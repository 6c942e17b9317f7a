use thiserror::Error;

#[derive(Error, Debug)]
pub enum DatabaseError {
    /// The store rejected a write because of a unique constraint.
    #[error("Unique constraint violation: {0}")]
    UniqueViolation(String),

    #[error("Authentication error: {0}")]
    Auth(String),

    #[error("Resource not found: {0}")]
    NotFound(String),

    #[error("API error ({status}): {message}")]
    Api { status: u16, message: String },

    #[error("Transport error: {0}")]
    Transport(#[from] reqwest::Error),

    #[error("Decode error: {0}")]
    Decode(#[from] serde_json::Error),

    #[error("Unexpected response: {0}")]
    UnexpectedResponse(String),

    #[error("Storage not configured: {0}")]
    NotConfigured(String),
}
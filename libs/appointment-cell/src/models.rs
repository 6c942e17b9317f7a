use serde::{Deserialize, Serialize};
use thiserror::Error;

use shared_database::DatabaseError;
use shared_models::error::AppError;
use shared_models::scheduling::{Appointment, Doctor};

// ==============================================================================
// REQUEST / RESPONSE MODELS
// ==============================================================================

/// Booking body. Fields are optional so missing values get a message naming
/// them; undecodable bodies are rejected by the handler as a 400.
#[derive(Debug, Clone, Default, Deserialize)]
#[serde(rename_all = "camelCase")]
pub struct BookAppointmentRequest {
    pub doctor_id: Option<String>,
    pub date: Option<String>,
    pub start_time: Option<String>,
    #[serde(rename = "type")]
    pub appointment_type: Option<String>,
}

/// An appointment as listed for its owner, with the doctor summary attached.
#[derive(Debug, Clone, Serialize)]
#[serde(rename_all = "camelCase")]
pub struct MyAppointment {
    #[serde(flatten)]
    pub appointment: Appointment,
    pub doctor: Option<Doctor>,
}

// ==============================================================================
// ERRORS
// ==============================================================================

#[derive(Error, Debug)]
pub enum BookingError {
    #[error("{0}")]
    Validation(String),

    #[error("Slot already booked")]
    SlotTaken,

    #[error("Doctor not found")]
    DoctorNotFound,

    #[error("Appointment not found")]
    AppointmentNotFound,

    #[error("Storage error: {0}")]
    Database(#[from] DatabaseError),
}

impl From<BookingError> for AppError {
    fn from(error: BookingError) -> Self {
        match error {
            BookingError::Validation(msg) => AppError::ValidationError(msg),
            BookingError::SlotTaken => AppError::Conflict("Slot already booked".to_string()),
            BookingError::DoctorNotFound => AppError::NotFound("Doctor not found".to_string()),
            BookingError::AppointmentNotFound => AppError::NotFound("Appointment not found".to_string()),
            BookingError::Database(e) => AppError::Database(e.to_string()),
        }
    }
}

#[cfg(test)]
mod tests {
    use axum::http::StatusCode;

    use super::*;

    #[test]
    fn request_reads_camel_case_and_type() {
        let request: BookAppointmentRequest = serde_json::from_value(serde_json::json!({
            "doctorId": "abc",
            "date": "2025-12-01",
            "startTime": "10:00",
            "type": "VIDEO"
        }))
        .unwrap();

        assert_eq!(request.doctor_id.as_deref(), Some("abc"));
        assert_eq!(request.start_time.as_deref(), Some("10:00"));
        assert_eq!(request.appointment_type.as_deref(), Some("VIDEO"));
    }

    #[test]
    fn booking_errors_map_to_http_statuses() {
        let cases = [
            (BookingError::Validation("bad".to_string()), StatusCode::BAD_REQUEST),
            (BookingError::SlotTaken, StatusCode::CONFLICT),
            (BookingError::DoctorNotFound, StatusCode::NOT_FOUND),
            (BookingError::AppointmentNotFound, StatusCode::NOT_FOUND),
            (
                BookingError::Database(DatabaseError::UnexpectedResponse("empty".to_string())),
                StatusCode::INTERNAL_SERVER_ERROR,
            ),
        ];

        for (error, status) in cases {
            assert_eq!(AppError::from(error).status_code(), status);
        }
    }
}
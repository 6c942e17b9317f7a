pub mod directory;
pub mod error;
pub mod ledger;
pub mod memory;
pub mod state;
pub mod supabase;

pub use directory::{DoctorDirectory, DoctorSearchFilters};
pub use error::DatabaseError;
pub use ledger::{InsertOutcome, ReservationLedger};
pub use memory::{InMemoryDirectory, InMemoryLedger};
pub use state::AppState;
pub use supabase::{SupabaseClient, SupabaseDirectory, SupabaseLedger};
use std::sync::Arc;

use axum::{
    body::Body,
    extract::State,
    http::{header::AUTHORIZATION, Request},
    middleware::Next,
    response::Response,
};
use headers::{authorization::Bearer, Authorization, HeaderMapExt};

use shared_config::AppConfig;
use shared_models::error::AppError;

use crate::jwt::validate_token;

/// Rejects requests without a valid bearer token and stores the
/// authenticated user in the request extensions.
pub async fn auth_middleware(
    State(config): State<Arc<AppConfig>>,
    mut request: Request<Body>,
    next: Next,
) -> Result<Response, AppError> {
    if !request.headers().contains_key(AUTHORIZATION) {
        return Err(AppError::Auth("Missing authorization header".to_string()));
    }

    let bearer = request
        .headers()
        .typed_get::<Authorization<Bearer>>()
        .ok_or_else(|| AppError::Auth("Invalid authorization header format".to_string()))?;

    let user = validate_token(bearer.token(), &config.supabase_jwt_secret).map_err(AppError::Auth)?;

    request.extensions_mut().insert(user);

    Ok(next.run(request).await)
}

※ ※ ※

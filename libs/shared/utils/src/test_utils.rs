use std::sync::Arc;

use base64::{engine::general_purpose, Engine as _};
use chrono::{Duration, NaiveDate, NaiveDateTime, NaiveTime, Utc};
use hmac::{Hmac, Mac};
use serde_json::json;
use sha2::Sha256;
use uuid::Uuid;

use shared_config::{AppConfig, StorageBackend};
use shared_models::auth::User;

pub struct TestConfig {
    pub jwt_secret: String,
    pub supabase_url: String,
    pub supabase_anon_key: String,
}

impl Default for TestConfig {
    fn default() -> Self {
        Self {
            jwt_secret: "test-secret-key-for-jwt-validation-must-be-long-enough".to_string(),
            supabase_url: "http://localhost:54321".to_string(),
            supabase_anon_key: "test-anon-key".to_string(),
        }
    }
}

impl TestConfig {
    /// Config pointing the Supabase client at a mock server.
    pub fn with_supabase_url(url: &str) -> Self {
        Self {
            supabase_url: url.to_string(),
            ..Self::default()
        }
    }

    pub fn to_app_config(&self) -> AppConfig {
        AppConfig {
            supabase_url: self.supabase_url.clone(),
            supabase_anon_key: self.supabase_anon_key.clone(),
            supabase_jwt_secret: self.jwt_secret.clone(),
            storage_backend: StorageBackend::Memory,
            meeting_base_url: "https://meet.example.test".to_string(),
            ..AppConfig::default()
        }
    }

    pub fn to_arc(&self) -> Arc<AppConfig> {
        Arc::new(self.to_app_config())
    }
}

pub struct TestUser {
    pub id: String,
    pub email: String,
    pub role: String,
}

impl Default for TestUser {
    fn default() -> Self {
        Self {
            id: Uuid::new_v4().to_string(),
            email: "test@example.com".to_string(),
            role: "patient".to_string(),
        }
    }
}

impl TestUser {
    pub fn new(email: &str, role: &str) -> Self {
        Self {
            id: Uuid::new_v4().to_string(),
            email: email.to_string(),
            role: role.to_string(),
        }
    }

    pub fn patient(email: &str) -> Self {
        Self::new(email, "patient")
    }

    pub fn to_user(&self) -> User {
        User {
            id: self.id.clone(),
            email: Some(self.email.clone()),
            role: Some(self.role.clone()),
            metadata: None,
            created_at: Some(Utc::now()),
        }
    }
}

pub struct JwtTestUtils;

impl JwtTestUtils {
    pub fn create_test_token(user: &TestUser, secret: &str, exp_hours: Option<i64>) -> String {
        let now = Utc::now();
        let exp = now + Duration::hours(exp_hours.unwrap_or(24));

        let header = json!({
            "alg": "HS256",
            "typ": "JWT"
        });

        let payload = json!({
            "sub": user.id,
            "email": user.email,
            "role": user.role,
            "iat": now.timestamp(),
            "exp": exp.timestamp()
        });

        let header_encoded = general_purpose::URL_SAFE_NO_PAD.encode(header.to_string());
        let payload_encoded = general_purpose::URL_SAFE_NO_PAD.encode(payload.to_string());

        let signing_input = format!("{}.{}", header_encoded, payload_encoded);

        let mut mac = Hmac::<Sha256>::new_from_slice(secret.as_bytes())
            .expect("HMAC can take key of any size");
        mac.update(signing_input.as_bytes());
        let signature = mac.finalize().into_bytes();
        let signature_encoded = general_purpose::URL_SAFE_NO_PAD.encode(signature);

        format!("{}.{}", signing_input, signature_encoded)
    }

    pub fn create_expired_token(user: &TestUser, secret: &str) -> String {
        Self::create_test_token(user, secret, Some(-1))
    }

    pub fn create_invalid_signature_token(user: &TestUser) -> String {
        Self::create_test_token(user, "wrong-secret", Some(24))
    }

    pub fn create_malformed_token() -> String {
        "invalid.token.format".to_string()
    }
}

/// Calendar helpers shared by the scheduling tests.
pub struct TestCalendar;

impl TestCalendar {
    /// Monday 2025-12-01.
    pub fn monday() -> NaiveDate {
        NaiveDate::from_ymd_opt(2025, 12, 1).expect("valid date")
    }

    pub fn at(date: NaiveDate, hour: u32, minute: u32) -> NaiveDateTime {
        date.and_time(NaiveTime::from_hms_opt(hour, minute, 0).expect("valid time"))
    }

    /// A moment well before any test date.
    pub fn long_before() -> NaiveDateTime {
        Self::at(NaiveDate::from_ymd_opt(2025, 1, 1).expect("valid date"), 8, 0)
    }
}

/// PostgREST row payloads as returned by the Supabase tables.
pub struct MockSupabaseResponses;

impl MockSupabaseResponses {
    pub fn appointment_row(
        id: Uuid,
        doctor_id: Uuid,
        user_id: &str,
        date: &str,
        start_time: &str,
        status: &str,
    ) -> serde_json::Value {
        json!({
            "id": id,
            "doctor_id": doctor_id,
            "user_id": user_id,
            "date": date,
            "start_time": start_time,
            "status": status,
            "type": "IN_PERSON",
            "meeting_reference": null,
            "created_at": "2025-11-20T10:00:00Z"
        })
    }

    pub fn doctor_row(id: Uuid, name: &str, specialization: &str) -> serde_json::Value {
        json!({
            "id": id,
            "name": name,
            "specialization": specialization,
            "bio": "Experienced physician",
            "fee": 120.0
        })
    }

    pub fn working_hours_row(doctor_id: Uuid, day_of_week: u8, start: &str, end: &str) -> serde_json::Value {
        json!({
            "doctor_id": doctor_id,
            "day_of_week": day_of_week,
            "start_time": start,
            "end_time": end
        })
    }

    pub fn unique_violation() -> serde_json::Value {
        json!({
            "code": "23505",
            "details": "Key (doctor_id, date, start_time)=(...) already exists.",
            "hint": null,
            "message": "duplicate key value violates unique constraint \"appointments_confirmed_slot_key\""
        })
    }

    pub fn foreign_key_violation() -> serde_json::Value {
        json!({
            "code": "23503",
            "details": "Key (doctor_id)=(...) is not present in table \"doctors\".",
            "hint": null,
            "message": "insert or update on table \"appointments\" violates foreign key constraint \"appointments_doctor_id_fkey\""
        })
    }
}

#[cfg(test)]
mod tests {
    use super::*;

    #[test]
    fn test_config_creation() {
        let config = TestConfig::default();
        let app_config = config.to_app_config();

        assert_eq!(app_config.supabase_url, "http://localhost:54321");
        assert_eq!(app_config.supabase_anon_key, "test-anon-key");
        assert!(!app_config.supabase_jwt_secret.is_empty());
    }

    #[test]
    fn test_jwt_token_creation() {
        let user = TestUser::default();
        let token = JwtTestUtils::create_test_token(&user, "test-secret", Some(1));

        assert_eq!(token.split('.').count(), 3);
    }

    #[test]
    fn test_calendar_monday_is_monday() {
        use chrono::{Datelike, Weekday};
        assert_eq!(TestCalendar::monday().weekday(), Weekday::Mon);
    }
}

※ ※ ※

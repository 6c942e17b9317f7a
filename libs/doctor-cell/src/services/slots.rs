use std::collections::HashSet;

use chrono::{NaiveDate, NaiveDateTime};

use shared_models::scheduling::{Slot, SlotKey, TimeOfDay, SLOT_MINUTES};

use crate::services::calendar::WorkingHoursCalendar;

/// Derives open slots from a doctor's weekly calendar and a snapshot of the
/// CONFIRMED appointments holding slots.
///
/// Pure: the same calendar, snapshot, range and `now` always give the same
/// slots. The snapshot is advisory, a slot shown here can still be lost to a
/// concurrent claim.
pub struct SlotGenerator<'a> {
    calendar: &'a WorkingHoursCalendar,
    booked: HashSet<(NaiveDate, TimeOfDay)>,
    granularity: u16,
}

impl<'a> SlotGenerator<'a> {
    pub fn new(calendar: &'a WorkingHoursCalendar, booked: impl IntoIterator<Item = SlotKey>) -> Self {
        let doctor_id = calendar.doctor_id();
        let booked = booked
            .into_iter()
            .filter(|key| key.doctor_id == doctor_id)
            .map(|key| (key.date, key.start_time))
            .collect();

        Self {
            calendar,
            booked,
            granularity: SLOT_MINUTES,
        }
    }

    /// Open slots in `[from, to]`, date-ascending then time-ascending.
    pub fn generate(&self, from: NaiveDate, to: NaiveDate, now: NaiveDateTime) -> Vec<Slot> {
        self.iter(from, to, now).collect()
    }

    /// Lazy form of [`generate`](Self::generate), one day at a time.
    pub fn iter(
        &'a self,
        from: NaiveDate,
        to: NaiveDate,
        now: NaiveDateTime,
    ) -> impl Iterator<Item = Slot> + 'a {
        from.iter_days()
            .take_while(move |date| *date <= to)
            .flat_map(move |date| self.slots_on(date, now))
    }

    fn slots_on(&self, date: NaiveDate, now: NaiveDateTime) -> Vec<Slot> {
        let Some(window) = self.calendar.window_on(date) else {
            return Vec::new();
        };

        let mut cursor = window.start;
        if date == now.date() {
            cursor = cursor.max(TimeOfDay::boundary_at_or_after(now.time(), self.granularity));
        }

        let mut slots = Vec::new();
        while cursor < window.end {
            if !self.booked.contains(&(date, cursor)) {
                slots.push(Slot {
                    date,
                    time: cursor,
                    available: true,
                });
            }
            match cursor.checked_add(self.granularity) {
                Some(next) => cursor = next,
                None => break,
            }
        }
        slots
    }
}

※ ※ ※

__What to work on__: Among the lines above, find those with the string "timestamp" and copy them.

__Answer section__:
            "iat": now.timestamp(),
            "exp": exp.timestamp()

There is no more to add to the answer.